__Dataset content__.
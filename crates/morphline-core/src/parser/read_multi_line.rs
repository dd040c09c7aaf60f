//! `readMultiLine`: one record per group of related lines
//!
//! Useful for log files where a logical entry spans several lines, such as a
//! Java stack trace:
//!
//! ```yaml
//! - readMultiLine:
//!     regex: '(^.+Exception: .+)|(^\s+at .+)|(^\s+\.\.\. \d+ more)|(^\s*Caused by:.+)'
//!     what: previous
//!     charset: UTF-8
//! ```
//!
//! `regex` must match the whole line. The anchor direction is required,
//! given either as `what` or as the boolean `previous`. A matching line
//! (or, with `negate`, a non-matching one) belongs to the group on the side
//! named by `what`:
//!
//! | match | what | action |
//! |---|---|---|
//! | yes | previous | append to the current group |
//! | yes | next | flush the current group, start a new one |
//! | no | previous | flush the current group, start a new one |
//! | no | next | append to the current group |
//!
//! The first line always starts a group and the last group is flushed at
//! end of input.

use std::io::BufRead;

use regex::Regex;
use serde_yaml::Value;

use crate::command::{Command, CommandBuilder, CommandPath};
use crate::config::Configs;
use crate::context::MorphlineContext;
use crate::error::{Error, Result};
use crate::parser::{derive_record, next_line, AttachmentParser, Parser, ParserSettings};
use crate::record::Record;
use crate::validator::{Choice, Validator};

/// Which neighbour a matching line attaches to
#[derive(Debug, Clone, Copy, PartialEq, Eq)]
pub enum What {
    /// Matching lines continue the preceding lines
    Previous,
    /// Matching lines begin a new group
    Next,
}

impl Choice for What {
    const ALL: &'static [Self] = &[What::Previous, What::Next];

    fn name(self) -> &'static str {
        match self {
            What::Previous => "previous",
            What::Next => "next",
        }
    }
}

/// Builder for `readMultiLine`
pub struct ReadMultiLineBuilder;

impl CommandBuilder for ReadMultiLineBuilder {
    fn names(&self) -> &[&'static str] {
        &["readMultiLine"]
    }

    fn build(
        &self,
        config: &Value,
        parent: Option<&CommandPath>,
        child: Box<dyn Command>,
        _context: &MorphlineContext,
    ) -> Result<Box<dyn Command>> {
        let mut configs = Configs::new(config);
        let settings = ParserSettings::from_configs(&mut configs)?;
        let pattern = configs.get_string("regex")?;
        let negate = configs.get_bool_or("negate", false)?;
        let what = configs.get_opt_string("what")?;
        let previous = configs.get_opt_bool("previous")?;
        configs.validate_arguments()?;

        let previous = match (what, previous) {
            (Some(_), Some(_)) => {
                return Err(Error::compilation(
                    "Parameters 'what' and 'previous' are mutually exclusive",
                    Some(config),
                ));
            }
            (Some(what), None) => Validator::validate_enum(config, &what, What::ALL)? == What::Previous,
            (None, Some(previous)) => previous,
            (None, None) => {
                return Err(Error::compilation(
                    "Missing parameter 'what' or 'previous'",
                    Some(config),
                ));
            }
        };

        let regex = Regex::new(&format!("^(?:{})$", pattern)).map_err(|e| {
            Error::compilation(format!("Invalid regex '{}': {}", pattern, e), Some(config))
        })?;

        let reader = ReadMultiLine {
            regex,
            negate,
            previous,
        };
        Ok(Box::new(Parser::new("readMultiLine", settings, parent, child, reader)))
    }
}

/// Groups lines according to a continuation pattern.
#[derive(Debug, Clone)]
pub struct ReadMultiLine {
    regex: Regex,
    negate: bool,
    previous: bool,
}

impl ReadMultiLine {
    fn is_match(&self, line: &str) -> bool {
        self.regex.is_match(line) != self.negate
    }
}

/// Whether a line extends the current group: `previous XOR !is_match`.
pub fn should_append(is_match: bool, previous: bool) -> bool {
    previous == is_match
}

fn flush(input: &Record, group: &str, child: &mut dyn Command) -> Result<bool> {
    let mut output = derive_record(input, group.to_string());
    child.process(&mut output)
}

impl AttachmentParser for ReadMultiLine {
    fn parse(
        &mut self,
        input: &Record,
        text: &mut dyn BufRead,
        child: &mut dyn Command,
    ) -> Result<bool> {
        let mut line = String::new();
        let mut group = String::new();
        let mut started = false;
        while next_line(text, &mut line)? {
            if !started {
                started = true;
                group.push_str(&line);
                continue;
            }
            if should_append(self.is_match(&line), self.previous) {
                group.push('\n');
                group.push_str(&line);
                continue;
            }
            if !group.is_empty() && !flush(input, &group, child)? {
                return Ok(false);
            }
            group.clear();
            group.push_str(&line);
        }
        if group.is_empty() {
            return Ok(true);
        }
        flush(input, &group, child)
    }
}

#[cfg(test)]
mod tests {
    use super::*;
    use crate::fields;
    use crate::stdlib::testing::Collector;
    use rstest::rstest;

    const STACK_TRACE: &str = r"(^.+Exception: .+)|(^\s+at .+)|(^\s+\.\.\. \d+ more)|(^\s*Caused by:.+)";

    fn build(yaml: &str, child: Collector) -> Result<Box<dyn Command>> {
        let config: Value = serde_yaml::from_str(yaml).unwrap();
        ReadMultiLineBuilder.build(&config, None, Box::new(child), &MorphlineContext::default())
    }

    fn read(yaml: &str, body: &str) -> Vec<String> {
        let collector = Collector::default();
        let mut command = build(yaml, collector.clone()).unwrap();
        let mut record = Record::new();
        record.put(fields::ATTACHMENT_BODY, body.as_bytes());
        record.put(fields::ATTACHMENT_CHARSET, "utf-8");
        assert!(command.process(&mut record).unwrap());
        collector.messages()
    }

    #[rstest]
    #[case(true, true, true)]
    #[case(true, false, false)]
    #[case(false, true, false)]
    #[case(false, false, true)]
    fn test_truth_table(#[case] is_match: bool, #[case] previous: bool, #[case] append: bool) {
        assert_eq!(should_append(is_match, previous), append);
        assert_eq!(should_append(is_match, previous), previous ^ !is_match);
    }

    #[test]
    fn test_stack_traces_grouped_with_previous() {
        let body = "2013-01-01 INFO start\n\
                    java.io.IOException: disk full\n\
                    \tat Foo.bar(Foo.java:1)\n\
                    \tat Foo.main(Foo.java:2)\n\
                    2013-01-01 INFO next";
        let yaml = format!("regex: '{}'\nwhat: previous", STACK_TRACE);
        let groups = read(&yaml, body);
        assert_eq!(
            groups,
            vec![
                "2013-01-01 INFO start\njava.io.IOException: disk full\n\tat Foo.bar(Foo.java:1)\n\tat Foo.main(Foo.java:2)",
                "2013-01-01 INFO next",
            ]
        );
    }

    #[test]
    fn test_negate_with_previous_groups_by_header() {
        let body = "[1] a\ncont\ncont\n[2] b\n[3] c\ncont";
        let groups = read("regex: '\\[\\d+\\].*'\nnegate: true\nprevious: true", body);
        assert_eq!(groups, vec!["[1] a\ncont\ncont", "[2] b", "[3] c\ncont"]);
    }

    #[test]
    fn test_regex_must_match_whole_line() {
        let groups = read("regex: 'at'\nwhat: previous", "x\nat\nflat\n");
        assert_eq!(groups, vec!["x\nat", "flat"]);
    }

    #[rstest]
    #[case("regex: 'a.*'\nwhat: previous")]
    #[case("regex: 'a.*'\nwhat: next")]
    #[case("regex: 'a.*'\nwhat: previous\nnegate: true")]
    #[case("regex: 'a.*'\nwhat: next\nnegate: true")]
    fn test_rejoining_groups_reproduces_input(#[case] yaml: &str) {
        let body = "a1\nb1\na2\na3\nb2\nb3\na4";
        assert_eq!(read(yaml, body).join("\n"), body);
    }

    #[test]
    fn test_single_line_and_empty_input() {
        assert_eq!(read("regex: 'x'\nwhat: previous", "only"), vec!["only"]);
        assert!(read("regex: 'x'\nwhat: next", "").is_empty());
    }

    #[test]
    fn test_child_rejection_aborts_scan() {
        let collector = Collector::rejecting();
        let mut command = build("regex: 'x'\nprevious: true", collector.clone()).unwrap();
        let mut record = Record::new();
        record.put(fields::ATTACHMENT_BODY, "a\nb\nc".as_bytes());
        record.put(fields::ATTACHMENT_CHARSET, "utf-8");
        assert!(!command.process(&mut record).unwrap());
        assert_eq!(collector.messages(), vec!["a"]);
    }

    #[rstest]
    #[case("what: previous")]
    #[case("regex: 'x'")]
    #[case("regex: 'x'\nwhat: sideways")]
    #[case("regex: 'x'\nwhat: next\nprevious: true")]
    #[case("regex: '('\nwhat: next")]
    fn test_invalid_configuration(#[case] yaml: &str) {
        let result = build(yaml, Collector::default());
        assert!(matches!(result, Err(Error::Compilation { .. })));
    }

    #[test]
    fn test_missing_anchor_direction_names_both_parameters() {
        let err = build("regex: 'x'", Collector::default()).err().unwrap();
        assert!(err.to_string().contains("Missing parameter 'what' or 'previous'"));
    }

    #[test]
    fn test_invalid_choice_lists_choices() {
        let err = build("regex: 'x'\nwhat: sideways", Collector::default())
            .err()
            .unwrap();
        assert!(err.to_string().contains("choose from {previous,next}"));
    }
}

__Activity__.
Above this instruction are the records; retype exactly the lines from the one containing "of related lines" up to and including the one containing "use serde_yaml::Value;".

__Solved exercise__.
//! `readMultiLine`: one record per group of related lines
//!
//! Useful for log files where a logical entry spans several lines, such as a
//! Java stack trace:
//!
//! ```yaml
//! - readMultiLine:
//!     regex: '(^.+Exception: .+)|(^\s+at .+)|(^\s+\.\.\. \d+ more)|(^\s*Caused by:.+)'
//!     what: previous
//!     charset: UTF-8
//! ```
//!
//! `regex` must match the whole line. The anchor direction is required,
//! given either as `what` or as the boolean `previous`. A matching line
//! (or, with `negate`, a non-matching one) belongs to the group on the side
//! named by `what`:
//!
//! | match | what | action |
//! |---|---|---|
//! | yes | previous | append to the current group |
//! | yes | next | flush the current group, start a new one |
//! | no | previous | flush the current group, start a new one |
//! | no | next | append to the current group |
//!
//! The first line always starts a group and the last group is flushed at
//! end of input.

use std::io::BufRead;

use regex::Regex;
use serde_yaml::Value;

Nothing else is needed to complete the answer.